Todos los tejedores tuvieron que pedir préstamos, y a partir de ese momento sus deudas fueron creciendo hasta arruinarlos, por lo que para 1644 sólo quedaban doscientos o trescientos telares. Aunque los tejedores trabajaban esforzadamente para ellos mismos y para las exacciones oficiales, afanándose día y noche junto con sus mujeres e hijos, tenían que pagar todos sus gastos de su propio bolsillo y sólo acumulaban deudas, de modo que, ¿cómo podían seguir así? Ahora, en 1660, están pensando en quemar sus propios telares, negarse a pagar sus deudas y salir huyendo, con gran pena por su parte.

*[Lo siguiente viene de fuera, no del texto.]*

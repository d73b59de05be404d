// Copyright 2026 the Bubblewall Authors
// SPDX-License-Identifier: Apache-2.0 OR MIT

//! The drawing-surface contract.

use crate::scene::Scene;

/// A host drawing surface.
///
/// One frame is `lock_canvas`, `draw`, `unlock_and_post`. Implementations
/// rasterize the [`Scene`] however they like; nothing in this workspace
/// touches pixels.
pub trait Surface {
    /// Error reported by the surface.
    type Error;

    /// Acquires the canvas for one frame.
    fn lock_canvas(&mut self) -> Result<(), Self::Error>;

    /// Paints `scene` onto the locked canvas.
    fn draw(&mut self, scene: &Scene) -> Result<(), Self::Error>;

    /// Releases the canvas and queues it for display.
    fn unlock_and_post(&mut self) -> Result<(), Self::Error>;
}

impl<S: Surface + ?Sized> Surface for &mut S {
    type Error = S::Error;

    fn lock_canvas(&mut self) -> Result<(), Self::Error> {
        (**self).lock_canvas()
    }

    fn draw(&mut self, scene: &Scene) -> Result<(), Self::Error> {
        (**self).draw(scene)
    }

    fn unlock_and_post(&mut self) -> Result<(), Self::Error> {
        (**self).unlock_and_post()
    }
}

/// Presents one frame.
///
/// Once the lock succeeded the canvas is always unlocked and posted, even
/// when drawing fails. The first error wins; nothing is retried.
pub fn present<S: Surface + ?Sized>(surface: &mut S, scene: &Scene) -> Result<(), S::Error> {
    surface.lock_canvas()?;
    let drawn = surface.draw(scene);
    let posted = surface.unlock_and_post();
    drawn.and(posted)
}

#[cfg(test)]
mod tests {
    use super::*;

    use alloc::vec::Vec;

    #[derive(Debug, PartialEq)]
    enum Step {
        Lock,
        Draw,
        Post,
    }

    #[derive(Debug, PartialEq)]
    struct Broke(&'static str);

    #[derive(Default)]
    struct FakeSurface {
        steps: Vec<Step>,
        fail_lock: bool,
        fail_draw: bool,
        fail_post: bool,
    }

    impl Surface for FakeSurface {
        type Error = Broke;

        fn lock_canvas(&mut self) -> Result<(), Broke> {
            self.steps.push(Step::Lock);
            if self.fail_lock { Err(Broke("lock")) } else { Ok(()) }
        }

        fn draw(&mut self, _scene: &Scene) -> Result<(), Broke> {
            self.steps.push(Step::Draw);
            if self.fail_draw { Err(Broke("draw")) } else { Ok(()) }
        }

        fn unlock_and_post(&mut self) -> Result<(), Broke> {
            self.steps.push(Step::Post);
            if self.fail_post { Err(Broke("post")) } else { Ok(()) }
        }
    }

    #[test]
    fn present_runs_all_three_steps() {
        let mut surface = FakeSurface::default();
        assert_eq!(present(&mut surface, &Scene::new()), Ok(()));
        assert_eq!(surface.steps, [Step::Lock, Step::Draw, Step::Post]);
    }

    #[test]
    fn failed_lock_skips_the_rest() {
        let mut surface = FakeSurface {
            fail_lock: true,
            ..FakeSurface::default()
        };
        assert_eq!(present(&mut surface, &Scene::new()), Err(Broke("lock")));
        assert_eq!(surface.steps, [Step::Lock]);
    }

    #[test]
    fn failed_draw_still_posts_and_reports_first_error() {
        let mut surface = FakeSurface {
            fail_draw: true,
            fail_post: true,
            ..FakeSurface::default()
        };
        assert_eq!(present(&mut surface, &Scene::new()), Err(Broke("draw")));
        assert_eq!(surface.steps, [Step::Lock, Step::Draw, Step::Post]);
    }
}
// Copyright 2026 the Bubblewall Authors
// SPDX-License-Identifier: Apache-2.0 OR MIT

//! ARGB colors and the bubble palette.
//!
//! [`Color`] is an opaque 8-bit-per-channel ARGB value. [`Palette`] holds the
//! ordered list of bubble colors supplied by the host (at least two entries),
//! which the placement engine consumes two at a time as `(outline, fill)`
//! pairs.

use alloc::vec::Vec;
use core::fmt;

/// An 8-bit-per-channel ARGB color.
#[derive(Clone, Copy, PartialEq, Eq, Hash, Default)]
pub struct Color {
    /// Alpha channel (0 = transparent, 255 = opaque).
    pub a: u8,
    /// Red channel.
    pub r: u8,
    /// Green channel.
    pub g: u8,
    /// Blue channel.
    pub b: u8,
}

impl fmt::Debug for Color {
    fn fmt(&self, f: &mut fmt::Formatter<'_>) -> fmt::Result {
        write!(
            f,
            "Color(#{:02x}{:02x}{:02x}{:02x})",
            self.a, self.r, self.g, self.b
        )
    }
}

impl Color {
    /// Fully transparent black.
    pub const TRANSPARENT: Self = Self::from_argb(0, 0, 0, 0);

    /// Opaque black.
    pub const BLACK: Self = Self::from_argb(255, 0, 0, 0);

    /// Opaque white.
    pub const WHITE: Self = Self::from_argb(255, 255, 255, 255);

    /// Creates a color from its four channels.
    #[inline]
    #[must_use]
    pub const fn from_argb(a: u8, r: u8, g: u8, b: u8) -> Self {
        Self { a, r, g, b }
    }

    /// Creates an opaque grey with all three color channels set to `level`.
    #[inline]
    #[must_use]
    pub const fn grey(level: u8) -> Self {
        Self::from_argb(255, level, level, level)
    }

    /// Returns this color with its alpha channel replaced.
    #[inline]
    #[must_use]
    pub const fn with_alpha(self, a: u8) -> Self {
        Self { a, ..self }
    }

    /// Parses `#RRGGBB` or `#AARRGGBB` (hex digits are case-insensitive).
    ///
    /// Six-digit colors are opaque.
    pub fn parse(s: &str) -> Result<Self, ParseColorError> {
        let hex = s.strip_prefix('#').ok_or(ParseColorError::MissingHash)?;
        let digits = hex.as_bytes();
        if digits.len() != 6 && digits.len() != 8 {
            return Err(ParseColorError::BadLength(digits.len()));
        }
        let mut channels = [255_u8; 4];
        let skip = if digits.len() == 6 { 1 } else { 0 };
        for (slot, pair) in channels[skip..].iter_mut().zip(digits.chunks_exact(2)) {
            *slot = (hex_digit(pair[0])? << 4) | hex_digit(pair[1])?;
        }
        let [a, r, g, b] = channels;
        Ok(Self::from_argb(a, r, g, b))
    }

    /// Composites `self` (source) over the opaque `dst`.
    ///
    /// The result is always opaque.
    #[must_use]
    pub fn over(self, dst: Self) -> Self {
        let a = u16::from(self.a);
        let mix = |s: u8, d: u8| -> u8 {
            let v = (u16::from(s) * a + u16::from(d) * (255 - a) + 127) / 255;
            #[expect(
                clippy::cast_possible_truncation,
                reason = "weighted average of two u8 values fits in u8"
            )]
            let v = v as u8;
            v
        };
        Self::from_argb(
            255,
            mix(self.r, dst.r),
            mix(self.g, dst.g),
            mix(self.b, dst.b),
        )
    }
}

fn hex_digit(c: u8) -> Result<u8, ParseColorError> {
    match c {
        b'0'..=b'9' => Ok(c - b'0'),
        b'a'..=b'f' => Ok(c - b'a' + 10),
        b'A'..=b'F' => Ok(c - b'A' + 10),
        _ => Err(ParseColorError::BadDigit(char::from(c))),
    }
}

/// Errors from [`Color::parse`].
#[derive(Clone, Copy, Debug, PartialEq, Eq)]
pub enum ParseColorError {
    /// The string does not start with `#`.
    MissingHash,
    /// The number of hex digits is neither 6 nor 8.
    BadLength(usize),
    /// A character is not a hex digit.
    BadDigit(char),
}

impl fmt::Display for ParseColorError {
    fn fmt(&self, f: &mut fmt::Formatter<'_>) -> fmt::Result {
        match self {
            Self::MissingHash => f.write_str("color must start with '#'"),
            Self::BadLength(n) => write!(f, "expected 6 or 8 hex digits, found {n}"),
            Self::BadDigit(c) => write!(f, "invalid hex digit {c:?}"),
        }
    }
}

impl core::error::Error for ParseColorError {}

/// Errors from [`Palette`] construction.
#[derive(Clone, Copy, Debug, PartialEq, Eq)]
pub enum PaletteError {
    /// A palette needs at least one `(outline, fill)` pair.
    TooFewColors(usize),
    /// The entry at `index` is not a valid color.
    InvalidColor {
        /// Position of the offending entry.
        index: usize,
        /// Why it failed to parse.
        source: ParseColorError,
    },
}

impl fmt::Display for PaletteError {
    fn fmt(&self, f: &mut fmt::Formatter<'_>) -> fmt::Result {
        match self {
            Self::TooFewColors(n) => write!(f, "palette needs at least 2 colors, got {n}"),
            Self::InvalidColor { index, source } => {
                write!(f, "palette entry {index} is invalid: {source}")
            }
        }
    }
}

impl core::error::Error for PaletteError {
    fn source(&self) -> Option<&(dyn core::error::Error + 'static)> {
        match self {
            Self::InvalidColor { source, .. } => Some(source),
            Self::TooFewColors(_) => None,
        }
    }
}

/// Ordered bubble colors, consumed as `(outline, fill)` pairs.
#[derive(Clone, Debug, PartialEq, Eq)]
pub struct Palette {
    colors: Vec<Color>,
}

impl Palette {
    /// Creates a palette, rejecting lists with fewer than two colors.
    pub fn new(colors: Vec<Color>) -> Result<Self, PaletteError> {
        if colors.len() < 2 {
            return Err(PaletteError::TooFewColors(colors.len()));
        }
        Ok(Self { colors })
    }

    /// Parses every entry with [`Color::parse`].
    pub fn parse<S: AsRef<str>>(entries: &[S]) -> Result<Self, PaletteError> {
        let colors = entries
            .iter()
            .enumerate()
            .map(|(index, s)| {
                Color::parse(s.as_ref()).map_err(|source| PaletteError::InvalidColor { index, source })
            })
            .collect::<Result<Vec<_>, _>>()?;
        Self::new(colors)
    }

    /// Number of colors.
    #[must_use]
    pub fn len(&self) -> usize {
        self.colors.len()
    }

    /// Always `false`; a palette holds at least two colors.
    #[must_use]
    pub fn is_empty(&self) -> bool {
        self.colors.is_empty()
    }

    /// Returns the color at `index`, if any.
    #[must_use]
    pub fn get(&self, index: usize) -> Option<Color> {
        self.colors.get(index).copied()
    }

    /// All colors in order.
    #[must_use]
    pub fn colors(&self) -> &[Color] {
        &self.colors
    }
}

El colapso de los telares, por supuesto, afectó también a los que producían la seda cruda: la sericultura desapareció de la provincia vecina de Shanxi, pese a ser una tradición que se remontaba a 2000 años atrás. Los que abandonaron el cultivo de alimentos para centrarse en otros cultivos comerciales producidos para la exportación, como el azúcar, el té, el índigo o la amplia variedad de artículos fabricados a partir del bambú (plumillas, sombreros, paraguas, etc.), compartían la misma vulnerabilidad: cuando el suministro de los productos básicos fallaba, perdían tanto su mercado como la capacidad de alimentar a su familia[32].

La malevolencia y las macrorregiones

Aparte de las catástrofes ocasionadas por el cambio climático, las macrorregiones (al igual que las ciudades) también eran extremadamente vulnerables a la malevolencia humana. Para empezar, las innovaciones agrícolas y los cultivos comerciales requerían por lo general una importante inversión en activos fijos. Así, la producción de azúcar precisaba molinos de rodillo para moler la caña, cacerolas para cocer el jugo y bandejas para secar los cristales; la manufactura de la seda necesitaba moreras (cada una de las cuales tardaba seis años en madurar), cubas para el teñido y telares para tejerla; la fabricación de tejidos de algodón exigía desmotadoras y telares[33]. Estos activos fijos podían ser saqueados o quemados por los enemigos, al igual que el equipamiento agrícola tradicional, pero en el primer caso el coste de los daños era mucho mayor y llevaba más tiempo de reparación. Por otra parte, como en el caso de los proyectos hidráulicos, lo que los maleantes podían destruir una vez, podían volverlo a destruir otra.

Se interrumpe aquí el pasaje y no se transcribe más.